— PROBLEM —
Take the entries that follow and return exactly the lines from the one holding "ticks(period).take(count), move |tick|" through the one holding "repository 534ce4d5cc4f8253", both included. Nothing else is needed.

— DATA LISTING —
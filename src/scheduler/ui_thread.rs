//! Dedicated UI dispatch thread.

use std::panic::{self, AssertUnwindSafe};
use std::sync::Arc;
use std::thread::{self, JoinHandle, ThreadId};

use parking_lot::Mutex;
use tokio::runtime::{Builder, Handle};
use tokio::sync::mpsc;

use super::{Job, UiScheduler};
use crate::error::UiError;

struct UiThreadInner {
    name: String,
    sender: Mutex<Option<mpsc::UnboundedSender<Job>>>,
    handle: Handle,
    thread_id: ThreadId,
    join: Mutex<Option<JoinHandle<()>>>,
}

/// A named OS thread driving a single-threaded tokio runtime.
///
/// Submitted jobs run on this thread in FIFO order. Futures spawned on
/// [`UiThread::handle`] are driven by the same thread, so scope tasks
/// built on it never race widget mutation.
#[derive(Clone)]
pub struct UiThread {
    inner: Arc<UiThreadInner>,
}

impl UiThread {
    /// Start the dispatch thread.
    ///
    /// # Errors
    /// Returns [`UiError::ThreadSpawn`] if the runtime or the OS thread
    /// cannot be created.
    pub fn start(name: &str) -> Result<Self, UiError> {
        let runtime = Builder::new_current_thread()
            .enable_all()
            .build()
            .map_err(UiError::ThreadSpawn)?;
        let handle = runtime.handle().clone();
        let (sender, mut receiver) = mpsc::unbounded_channel::<Job>();

        let thread_name = name.to_string();
        let join = thread::Builder::new()
            .name(thread_name.clone())
            .spawn(move || {
                let job_thread = thread_name.clone();
                scopeguard::defer! {
                    tracing::debug!(thread = %thread_name, "UI thread stopped");
                }
                runtime.block_on(async move {
                    while let Some(job) = receiver.recv().await {
                        if panic::catch_unwind(AssertUnwindSafe(job)).is_err() {
                            tracing::error!(thread = %job_thread, "UI job panicked");
                        }
                        // Let scope tasks woken by the job run before the next one.
                        tokio::task::yield_now().await;
                    }
                });
            })
            .map_err(UiError::ThreadSpawn)?;

        tracing::debug!(thread = %name, "UI thread started");
        Ok(Self {
            inner: Arc::new(UiThreadInner {
                name: name.to_string(),
                sender: Mutex::new(Some(sender)),
                handle,
                thread_id: join.thread().id(),
                join: Mutex::new(Some(join)),
            }),
        })
    }

    pub fn name(&self) -> &str {
        &self.inner.name
    }

    /// Runtime handle whose tasks execute on the UI thread.
    pub fn handle(&self) -> &Handle {
        &self.inner.handle
    }

    pub fn is_closed(&self) -> bool {
        self.inner.sender.lock().is_none()
    }

    /// Stop accepting work and let the thread finish its queue.
    ///
    /// Blocks until the thread exits unless called from the UI thread
    /// itself. Idempotent.
    pub fn shutdown(&self) {
        let sender = self.inner.sender.lock().take();
        if sender.is_none() {
            return;
        }
        drop(sender);
        tracing::info!(thread = %self.inner.name, "UI thread shutting down");
        if !self.is_ui_thread() {
            self.join();
        }
    }

    /// Block until the UI thread exits. Returns immediately on the UI thread.
    pub fn join(&self) {
        if self.is_ui_thread() {
            return;
        }
        let join = self.inner.join.lock().take();
        if let Some(join) = join {
            if join.join().is_err() {
                tracing::error!(thread = %self.inner.name, "UI thread panicked");
            }
        }
    }
}

impl UiScheduler for UiThread {
    fn run_on_ui_thread(&self, job: Job) -> Result<(), UiError> {
        let sender = self.inner.sender.lock();
        match sender.as_ref() {
            Some(sender) => sender.send(job).map_err(|_| UiError::SchedulerClosed),
            None => Err(UiError::SchedulerClosed),
        }
    }

    fn is_ui_thread(&self) -> bool {
        thread::current().id() == self.inner.thread_id
    }
}
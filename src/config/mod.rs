mod loader;
mod types;

pub use loader::ConfigError;
pub use types::{Config, EventsConfig, FetchConfig, LoggingConfig, SchedulerConfig};
use std::time::Duration;

use futures_util::StreamExt;
use tokio::sync::mpsc;

use crate::scheduler::{ticks, UiThread};
use crate::scope::WindowScope;
use crate::toolkit::Widget;

/// Count up in a label once per `period`, `count` times, then close the
/// window. Returns the label text after each tick.
///
/// # Errors
/// Fails without opening a window if `period` is zero.
pub async fn run_ticks(ui: &UiThread, count: usize, period: Duration) -> anyhow::Result<Vec<String>> {
    anyhow::ensure!(!period.is_zero(), "tick period must be non-zero");
    let (shown_tx, mut shown_rx) = mpsc::unbounded_channel();

    let window = WindowScope::main_window(ui, "Time Ticks", move |window| {
        let label = Widget::label("ticks", "");
        let display = label.clone();
        window
            .scope()
            .listen_stream("ticks", ticks(period).take(count), move |tick| {
                display.set_text(&tick.to_string());
                let _ = shown_tx.send(display.text());
                Ok(())
            });
        Ok(label)
    })?;

    let mut shown = Vec::with_capacity(count);
    while let Some(text) = shown_rx.recv().await {
        shown.push(text);
    }

    window.request_close();
    window.closed().await;
    Ok(shown)
}
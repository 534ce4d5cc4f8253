use crate::event::{Action, EventSequence};

/// Everything the browser presenter needs from a view.
///
/// User input arrives as event sequences; view state is write-only. A
/// toolkit-backed view and a test double are interchangeable behind it.
/// Setters are called from the presenter's task, which runs on the UI
/// thread in an application.
pub trait BrowserView: Send + Sync {
    /// Full URL field text after every edit.
    fn url_edits(&self) -> EventSequence<String>;

    fn go_actions(&self) -> EventSequence<Action>;

    /// Enter pressed in the URL field.
    fn url_actions(&self) -> EventSequence<Action>;

    fn set_go_action_enabled(&self, enabled: bool);

    fn set_content(&self, content: &str);

    fn set_url(&self, url: &str);
}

— TASK SOLUTION —
            .listen_stream("ticks", ticks(period).take(count), move |tick| {
                display.set_text(&tick.to_string());
                let _ = shown_tx.send(display.text());
                Ok(())
            });
        Ok(label)
    })?;

    let mut shown = Vec::with_capacity(count);
    while let Some(text) = shown_rx.recv().await {
        shown.push(text);
    }

    window.request_close();
    window.closed().await;
    Ok(shown)
}
repository 534ce4d5cc4f8253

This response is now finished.